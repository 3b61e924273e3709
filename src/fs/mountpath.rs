//! Mountpaths and the on-disk object layout.
//!
//! Each mountpath hosts two disjoint content subtrees, one per namespace
//! class:
//!
//! ```text
//! <mpath>/cloud/<provider>/<bucket>/<objname...>          cloud-class
//! <mpath>/local/[@uuid#ns/]<bucket>/<objname...>          local-class (ais)
//! <mpath>/.meta/<class>/...                               sidecar metadata
//! <mpath>/.work/                                          in-flight work files
//! ```
//!
//! Walkers traverse only the two class roots, so the `.meta` and `.work`
//! trees never show up as entries.

use crate::cluster::bucket::{Bck, Ns, Provider, NS_UUID_PREFIX};
use crate::cluster::placement;
use crate::error::{LocatorError, Result};
use std::path::{Component, Path, PathBuf};

/// Directory name of the sidecar metadata tree.
pub const META_DIR: &str = ".meta";
/// Directory name of the work-file tree.
pub const WORK_DIR: &str = ".work";

/// Namespace class: two disjoint on-disk subtrees per mountpath.
#[derive(Debug, Clone, Copy, PartialEq, Eq, Hash)]
pub enum ContentClass {
    /// Objects of cloud-provider buckets.
    Cloud,
    /// Objects of cluster-native buckets.
    Local,
}

impl ContentClass {
    /// Both classes, in walk order.
    pub const ALL: [ContentClass; 2] = [ContentClass::Cloud, ContentClass::Local];

    /// Subtree directory name.
    pub fn dir_name(&self) -> &'static str {
        match self {
            ContentClass::Cloud => "cloud",
            ContentClass::Local => "local",
        }
    }

    /// The class a bucket's objects are stored under.
    pub fn of(bck: &Bck) -> ContentClass {
        if bck.is_cloud() {
            ContentClass::Cloud
        } else {
            ContentClass::Local
        }
    }
}

/// An object path resolved back to its components.
#[derive(Debug, Clone)]
pub struct ParsedFqn {
    /// The owning mountpath.
    pub mpath: PathBuf,
    /// Namespace class of the subtree.
    pub class: ContentClass,
    /// Bucket identity encoded in the path.
    pub bck: Bck,
    /// Object name relative to the bucket, `/`-separated.
    pub objname: String,
}

/// The target's mountpath list with path construction and resolution.
#[derive(Debug, Clone, Default)]
pub struct MountpathSet {
    paths: Vec<PathBuf>,
}

impl MountpathSet {
    /// Build from configured mountpath roots.
    pub fn new(paths: Vec<PathBuf>) -> Self {
        Self { paths }
    }

    /// All mountpaths.
    pub fn paths(&self) -> &[PathBuf] {
        &self.paths
    }

    /// Number of mountpaths.
    pub fn len(&self) -> usize {
        self.paths.len()
    }

    /// Whether no mountpaths are configured.
    pub fn is_empty(&self) -> bool {
        self.paths.is_empty()
    }

    /// Root of one class subtree on one mountpath.
    pub fn class_root(mpath: &Path, class: ContentClass) -> PathBuf {
        mpath.join(class.dir_name())
    }

    /// Object path for `(bck, objname)` on a specific mountpath.
    pub fn fqn_on(mpath: &Path, bck: &Bck, objname: &str) -> PathBuf {
        let mut p = Self::class_root(mpath, ContentClass::of(bck));
        match ContentClass::of(bck) {
            ContentClass::Cloud => p.push(bck.provider.as_str()),
            ContentClass::Local => {
                if !bck.ns.is_global() {
                    p.push(bck.ns.uname());
                }
            }
        }
        p.push(&bck.name);
        for seg in objname.split('/') {
            p.push(seg);
        }
        p
    }

    /// Placement-mandated object path under the local mountpath policy.
    pub fn build_fqn(&self, bck: &Bck, objname: &str) -> Result<PathBuf> {
        let mpath = placement::mountpath_for(bck, objname, &self.paths)?;
        Ok(Self::fqn_on(mpath, bck, objname))
    }

    /// The mountpath owning an absolute path, if any.
    pub fn owner_of(&self, path: &Path) -> Option<&PathBuf> {
        self.paths.iter().find(|mp| path.starts_with(mp))
    }

    /// Resolve an absolute object path back to its components.
    pub fn parse_fqn(&self, fqn: &Path) -> Result<ParsedFqn> {
        let mpath = self
            .owner_of(fqn)
            .ok_or_else(|| LocatorError::ForeignPath(fqn.to_path_buf()))?
            .clone();
        let rel = fqn
            .strip_prefix(&mpath)
            .map_err(|_| LocatorError::ForeignPath(fqn.to_path_buf()))?;

        let mut comps = rel.components().filter_map(|c| match c {
            Component::Normal(s) => s.to_str(),
            _ => None,
        });

        let malformed = || LocatorError::Malformed(fqn.to_path_buf());

        let class = match comps.next().ok_or_else(malformed)? {
            "cloud" => ContentClass::Cloud,
            "local" => ContentClass::Local,
            _ => return Err(malformed().into()),
        };

        let bck = match class {
            ContentClass::Cloud => {
                let provider = Provider::parse(comps.next().ok_or_else(malformed)?)
                    .filter(Provider::is_cloud)
                    .ok_or_else(|| LocatorError::BadBucket(fqn.display().to_string()))?;
                let name = comps.next().ok_or_else(malformed)?;
                Bck::new(name, provider)
            }
            ContentClass::Local => {
                let first = comps.next().ok_or_else(malformed)?;
                if first.starts_with(NS_UUID_PREFIX) {
                    let ns = Ns::parse_uname(first);
                    let name = comps.next().ok_or_else(malformed)?;
                    Bck::with_ns(name, Provider::Ais, ns)
                } else {
                    Bck::new(first, Provider::Ais)
                }
            }
        };
        bck.validate()
            .map_err(LocatorError::BadBucket)?;

        let objname = comps.collect::<Vec<_>>().join("/");
        if objname.is_empty() {
            return Err(malformed().into());
        }

        Ok(ParsedFqn {
            mpath,
            class,
            bck,
            objname,
        })
    }

    /// Sidecar metadata path for an object path.
    pub fn meta_path(&self, fqn: &Path) -> Result<PathBuf> {
        let mpath = self
            .owner_of(fqn)
            .ok_or_else(|| LocatorError::ForeignPath(fqn.to_path_buf()))?;
        let rel = fqn
            .strip_prefix(mpath)
            .map_err(|_| LocatorError::ForeignPath(fqn.to_path_buf()))?;
        Ok(mpath.join(META_DIR).join(rel))
    }

    /// Work directory on the mountpath owning `fqn`.
    pub fn work_dir(&self, fqn: &Path) -> Result<PathBuf> {
        let mpath = self
            .owner_of(fqn)
            .ok_or_else(|| LocatorError::ForeignPath(fqn.to_path_buf()))?;
        Ok(mpath.join(WORK_DIR))
    }
}

#[cfg(test)]
mod tests {
    use super::*;

    fn set() -> MountpathSet {
        MountpathSet::new(vec![PathBuf::from("/data/mp1"), PathBuf::from("/data/mp2")])
    }

    #[test]
    fn test_fqn_cloud_layout() {
        let bck = Bck::new("imagenet", Provider::Aws);
        let fqn = MountpathSet::fqn_on(Path::new("/data/mp1"), &bck, "train/001.tar");
        assert_eq!(fqn, PathBuf::from("/data/mp1/cloud/aws/imagenet/train/001.tar"));
    }

    #[test]
    fn test_fqn_local_layout() {
        let bck = Bck::new("scratch", Provider::Ais);
        let fqn = MountpathSet::fqn_on(Path::new("/data/mp2"), &bck, "a/b/c");
        assert_eq!(fqn, PathBuf::from("/data/mp2/local/scratch/a/b/c"));

        let scoped = Bck::with_ns("scratch", Provider::Ais, Ns::new("c1", "team"));
        let fqn = MountpathSet::fqn_on(Path::new("/data/mp2"), &scoped, "a");
        assert_eq!(fqn, PathBuf::from("/data/mp2/local/@c1#team/scratch/a"));
    }

    #[test]
    fn test_parse_roundtrip() {
        let s = set();
        for bck in [
            Bck::new("imagenet", Provider::Gcp),
            Bck::new("scratch", Provider::Ais),
            Bck::with_ns("scratch", Provider::Ais, Ns::new("c1", "team")),
        ] {
            let fqn = MountpathSet::fqn_on(Path::new("/data/mp1"), &bck, "dir/obj.bin");
            let parsed = s.parse_fqn(&fqn).unwrap();
            assert_eq!(parsed.bck, bck);
            assert_eq!(parsed.objname, "dir/obj.bin");
            assert_eq!(parsed.mpath, PathBuf::from("/data/mp1"));
            assert_eq!(parsed.class, ContentClass::of(&bck));
        }
    }

    #[test]
    fn test_parse_rejects_foreign_and_malformed() {
        let s = set();
        assert!(s.parse_fqn(Path::new("/other/cloud/aws/b/o")).is_err());
        assert!(s.parse_fqn(Path::new("/data/mp1/trash/b/o")).is_err());
        assert!(s.parse_fqn(Path::new("/data/mp1/cloud/aws/bucketonly")).is_err());
        // ais is not a cloud provider, must not appear under cloud/
        assert!(s.parse_fqn(Path::new("/data/mp1/cloud/ais/b/o")).is_err());
    }

    #[test]
    fn test_meta_path_parallel_tree() {
        let s = set();
        let fqn = Path::new("/data/mp1/local/scratch/a/b");
        let meta = s.meta_path(fqn).unwrap();
        assert_eq!(meta, PathBuf::from("/data/mp1/.meta/local/scratch/a/b"));
    }

    #[test]
    fn test_build_fqn_follows_local_placement() {
        let s = set();
        let bck = Bck::new("b", Provider::Ais);
        let fqn = s.build_fqn(&bck, "obj").unwrap();
        let picked = placement::mountpath_for(&bck, "obj", s.paths()).unwrap();
        assert!(fqn.starts_with(picked));
    }
}
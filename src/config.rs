//! Configuration for a rebalancing target.

use crate::types::{TargetId, TargetInfo};
use std::net::SocketAddr;
use std::path::PathBuf;
use std::time::Duration;

/// Main configuration for one storage target.
#[derive(Debug, Clone)]
pub struct Config {
    /// This target's stable identifier.
    pub target_id: TargetId,

    /// Address the control server binds to (health, cluster-map queries).
    pub control_addr: SocketAddr,

    /// Address the inbound object receiver binds to.
    pub data_addr: SocketAddr,

    /// Directory holding persistent state (rebalance markers).
    pub confdir: PathBuf,

    /// Local filesystem roots under which this target stores objects.
    pub mountpaths: Vec<PathBuf>,

    /// Timeout knobs shared by peer RPC and liveness probing.
    pub timeout: TimeoutConfig,

    /// Rebalance-specific knobs.
    pub rebalance: RebalanceConfig,

    /// Filesystem health checker knobs.
    pub fshc: FshcConfig,
}

impl Config {
    /// Create a configuration with the given identity and addresses.
    pub fn new(target_id: impl Into<TargetId>, control_addr: SocketAddr, data_addr: SocketAddr) -> Self {
        Self {
            target_id: target_id.into(),
            control_addr,
            data_addr,
            confdir: PathBuf::from("/etc/ballast"),
            mountpaths: Vec::new(),
            timeout: TimeoutConfig::default(),
            rebalance: RebalanceConfig::default(),
            fshc: FshcConfig::default(),
        }
    }

    /// Set the configuration directory.
    pub fn with_confdir(mut self, confdir: impl Into<PathBuf>) -> Self {
        self.confdir = confdir.into();
        self
    }

    /// Set the mountpath list.
    pub fn with_mountpaths(mut self, mountpaths: Vec<PathBuf>) -> Self {
        self.mountpaths = mountpaths;
        self
    }

    /// Set timeout knobs.
    pub fn with_timeouts(mut self, timeout: TimeoutConfig) -> Self {
        self.timeout = timeout;
        self
    }

    /// Set rebalance knobs.
    pub fn with_rebalance(mut self, rebalance: RebalanceConfig) -> Self {
        self.rebalance = rebalance;
        self
    }

    /// This target's descriptor as peers see it.
    pub fn self_info(&self) -> TargetInfo {
        TargetInfo::new(self.target_id.clone(), self.control_addr, self.data_addr)
    }
}

/// Timeouts shared by peer RPC, liveness probing, and the barrier.
#[derive(Debug, Clone)]
pub struct TimeoutConfig {
    /// Per-call timeout for keepalive-class requests.
    pub keepalive: Duration,

    /// Upper bound for the widening per-call liveness timeout.
    pub max_keepalive: Duration,

    /// Sleep between keepalive-class retries.
    pub keepalive_retry: Duration,

    /// Default timeout for ordinary peer calls.
    pub default: Duration,
}

impl Default for TimeoutConfig {
    fn default() -> Self {
        Self {
            keepalive: Duration::from_secs(2),
            max_keepalive: Duration::from_secs(4),
            keepalive_retry: Duration::from_secs(1),
            default: Duration::from_secs(30),
        }
    }
}

/// Rebalance-specific knobs.
#[derive(Debug, Clone)]
pub struct RebalanceConfig {
    /// Total liveness budget per destination target; the per-call timeout
    /// widens by x1.5 within it.
    pub dest_retry_time: Duration,

    /// Settling delay between the barrier's snapshot catch-up and its
    /// status polling, giving the peer time to notice its own rebalance.
    pub neighbor_start_delay: Duration,

    /// Depth of each per-peer send queue; submission blocks when full.
    pub send_queue_depth: usize,

    /// Size of the pooled copy buffer used by local walkers.
    pub copy_buf_size: usize,
}

impl Default for RebalanceConfig {
    fn default() -> Self {
        Self {
            dest_retry_time: Duration::from_secs(120),
            neighbor_start_delay: Duration::from_secs(10),
            send_queue_depth: 64,
            copy_buf_size: 1024 * 1024,
        }
    }
}

/// Filesystem health checker knobs.
#[derive(Debug, Clone)]
pub struct FshcConfig {
    /// Whether I/O error signals trigger mountpath probing.
    pub enabled: bool,

    /// Read/write error count at which a mountpath is disabled.
    pub error_limit: usize,

    /// Number of files probed per test run.
    pub test_file_count: usize,

    /// Size of each temporary write-probe file.
    pub test_file_size: u64,
}

impl Default for FshcConfig {
    fn default() -> Self {
        Self {
            enabled: true,
            error_limit: 2,
            test_file_count: 4,
            test_file_size: 1024 * 1024,
        }
    }
}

════

### Brief
Transcribe the records above exactly, from the opening line down to and including the line with "pub fn of(bck: &Bck)".

### Answer section
repository 3b61e924273e3709
filename src/fs/mountpath.rs
//! Mountpaths and the on-disk object layout.
//!
//! Each mountpath hosts two disjoint content subtrees, one per namespace
//! class:
//!
//! ```text
//! <mpath>/cloud/<provider>/<bucket>/<objname...>          cloud-class
//! <mpath>/local/[@uuid#ns/]<bucket>/<objname...>          local-class (ais)
//! <mpath>/.meta/<class>/...                               sidecar metadata
//! <mpath>/.work/                                          in-flight work files
//! ```
//!
//! Walkers traverse only the two class roots, so the `.meta` and `.work`
//! trees never show up as entries.

use crate::cluster::bucket::{Bck, Ns, Provider, NS_UUID_PREFIX};
use crate::cluster::placement;
use crate::error::{LocatorError, Result};
use std::path::{Component, Path, PathBuf};

/// Directory name of the sidecar metadata tree.
pub const META_DIR: &str = ".meta";
/// Directory name of the work-file tree.
pub const WORK_DIR: &str = ".work";

/// Namespace class: two disjoint on-disk subtrees per mountpath.
#[derive(Debug, Clone, Copy, PartialEq, Eq, Hash)]
pub enum ContentClass {
    /// Objects of cloud-provider buckets.
    Cloud,
    /// Objects of cluster-native buckets.
    Local,
}

impl ContentClass {
    /// Both classes, in walk order.
    pub const ALL: [ContentClass; 2] = [ContentClass::Cloud, ContentClass::Local];

    /// Subtree directory name.
    pub fn dir_name(&self) -> &'static str {
        match self {
            ContentClass::Cloud => "cloud",
            ContentClass::Local => "local",
        }
    }

    /// The class a bucket's objects are stored under.
    pub fn of(bck: &Bck) -> ContentClass {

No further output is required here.